Decía mi abuela “una misa no hace daño a nadie” cuando, habiendo fallecido un amigo de mi padre, pedía que se celebrase una por el difunto en la iglesia de su pueblo, aunque éste no hubiera pisado lugar más santo que los bares en los que había brindado con mi viejo. No sabía mi abuela por entonces, claro, del coste de la misa que el Papa va a celebrar en Madrid a propósito de las Jornadas de la Juventud convocadas en mi ciudad.
Dicen que al Estado no le costará nada, que sólo reportará beneficios para la capital, pero lo cierto es que entre la cesión de los espacios públicos (colegios, polideportivos), el trabajo de los funcionarios, las exenciones fiscales a las empresas patrocinadoras y otras cosas (como el traslado de los papamóvil en un avión Hércules del ejército español) los contribuyentes aportaremos cerca de 30 millones de euros para sufragar la visita del Papa. Que por cierto no viene como Jefe de Estado sino como autoridad máxima de la Iglesia, para evangelizar a la descarriada España, víctima del azote laicista que sufre occidente.
Más allá de este gasto, la propia Iglesia ha reconocido que el coste de las jornadas y de la visita serán de entre unos 47 a 54 millones de euros, según declaraciones del propio obispo auxiliar de Madrid.
La ayuda del Estado español mandada a Somalia, que sufre una hambruna aberrante, es de 25 millones de euros.
Respeto profundamente las convicciones religiosas de cada uno. Admiro el trabajo de aquellos que, movidos por su Fe, sacrifican su tiempo y sus vidas intentando paliar el sufrimiento ajeno, poniéndose del lado de los excluidos, de los que menos tienen. Muchos de ellos pertenecen a la Iglesia Católica. Es por ese respeto que me parece totalmente indispensable la separación definitiva del Estado y de la Iglesia. Y es por esto que considero lamentable que el dinero de los contribuyentes se emplee en unos actos de estas características, en tiempos tan difíciles como los que nos tocan vivir.

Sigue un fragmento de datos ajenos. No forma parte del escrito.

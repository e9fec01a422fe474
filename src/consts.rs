/// Size of the number universe (0..=99).
pub const UNIVERSE: usize = 100;

/// Numbers on every ticket.
pub const TICKET_SIZE: usize = 50;

/// Numbers drawn per contest.
pub const DRAW_SIZE: usize = 20;

/// Hit counts that pay a prize.
pub const PRIZE_TIERS: [u8; 7] = [0, 15, 16, 17, 18, 19, 20];

/// Width of the grid used for the frame/core partition.
pub const GRID_WIDTH: usize = 10;

/// Numbers on the border of the 10x10 grid.
pub const FRAME_COUNT: usize = 36;

/// Numbers inside the border.
pub const CORE_COUNT: usize = UNIVERSE - FRAME_COUNT;

/// Primes below 100.
pub const PRIME_COUNT: usize = 25;

/// Largest possible sum of a ticket (50 + 51 + ... + 99).
pub const MAX_TICKET_SUM: u32 = 4950;

/// Default number of historical draws used for feature statistics.
pub const DEFAULT_STATS_WINDOW: usize = 500;

/// Default balanced search attempts per ticket.
pub const DEFAULT_ATTEMPT_BUDGET: usize = 20_000;

/// Default attempts between progress reports.
pub const DEFAULT_PROGRESS_INTERVAL: usize = 500;

/// Default cap on surfaced exhaustion warnings per batch.
pub const DEFAULT_MAX_WARNINGS: usize = 5;

/// Default size of the frequency-weighted base pool.
pub const DEFAULT_WEIGHTED_POOL: usize = TICKET_SIZE + 10;

/// Default size of a simulated archive.
pub const DEFAULT_SIMULATED_DRAWS: usize = 10_000;

const fn build_frame_mask() -> [bool; UNIVERSE] {
    let mut mask = [false; UNIVERSE];
    let mut n = 0;
    while n < UNIVERSE {
        let row = n / GRID_WIDTH;
        let col = n % GRID_WIDTH;
        mask[n] = row == 0 || row == GRID_WIDTH - 1 || col == 0 || col == GRID_WIDTH - 1;
        n += 1;
    }
    mask
}

const fn build_prime_mask() -> [bool; UNIVERSE] {
    let mut mask = [true; UNIVERSE];
    mask[0] = false;
    mask[1] = false;
    let mut p = 2;
    while p * p < UNIVERSE {
        if mask[p] {
            let mut m = p * p;
            while m < UNIVERSE {
                mask[m] = false;
                m += p;
            }
        }
        p += 1;
    }
    mask
}

/// `FRAME_MASK[n]` is true when `n` sits on the border of the grid.
pub const FRAME_MASK: [bool; UNIVERSE] = build_frame_mask();

/// `PRIME_MASK[n]` is true when `n` is prime.
pub const PRIME_MASK: [bool; UNIVERSE] = build_prime_mask();

#[inline(always)]
pub fn is_frame(n: u8) -> bool {
    FRAME_MASK[n as usize]
}

#[inline(always)]
pub fn is_prime(n: u8) -> bool {
    PRIME_MASK[n as usize]
}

La Iglesia católica también tiene sus indignados y son muchos los que tratan de hacerse escuchar enfrentándose a una jerarquía que se ha alejado de sus feligreses. Se llenarán las plazas jaleando al Papa, pero las parroquias se van quedando cada vez más vacías.
Desde el otro lado del océano observo como se desarrollan los acontecimientos en mi ciudad. Aquí, en Argentina, ponemos una cinta roja en un altar del Gauchito Gil, bandolero bueno, santo pagano, para que nos proteja en la carretera, pegamos una estampa de Osvaldo Pugliese, pianista militante, otro santo que espanta la mala suerte, en las fundas de nuestras guitarras, hay quien le pide a Rodrigo, cantante de cuarteto, que le cure el alma y quien le suplica a la Pachamama para que el invierno no nos maltrate. Yo le rezo a mi amada y venero su rostro, dulce, ferozmente, bebo del breve hueco de sus manos la savia sagrada que cura el olvido, cuento las pecas de su cara como los misterios de un rosario. Brindo por el futuro mientras observo a lo lejos mi ciudad y su imagen, trémula por el calor que se eleva desde el horizonte, me trae recuerdos de los amigos, abrazos solidarios, fotos de la familia y rumor de tormenta.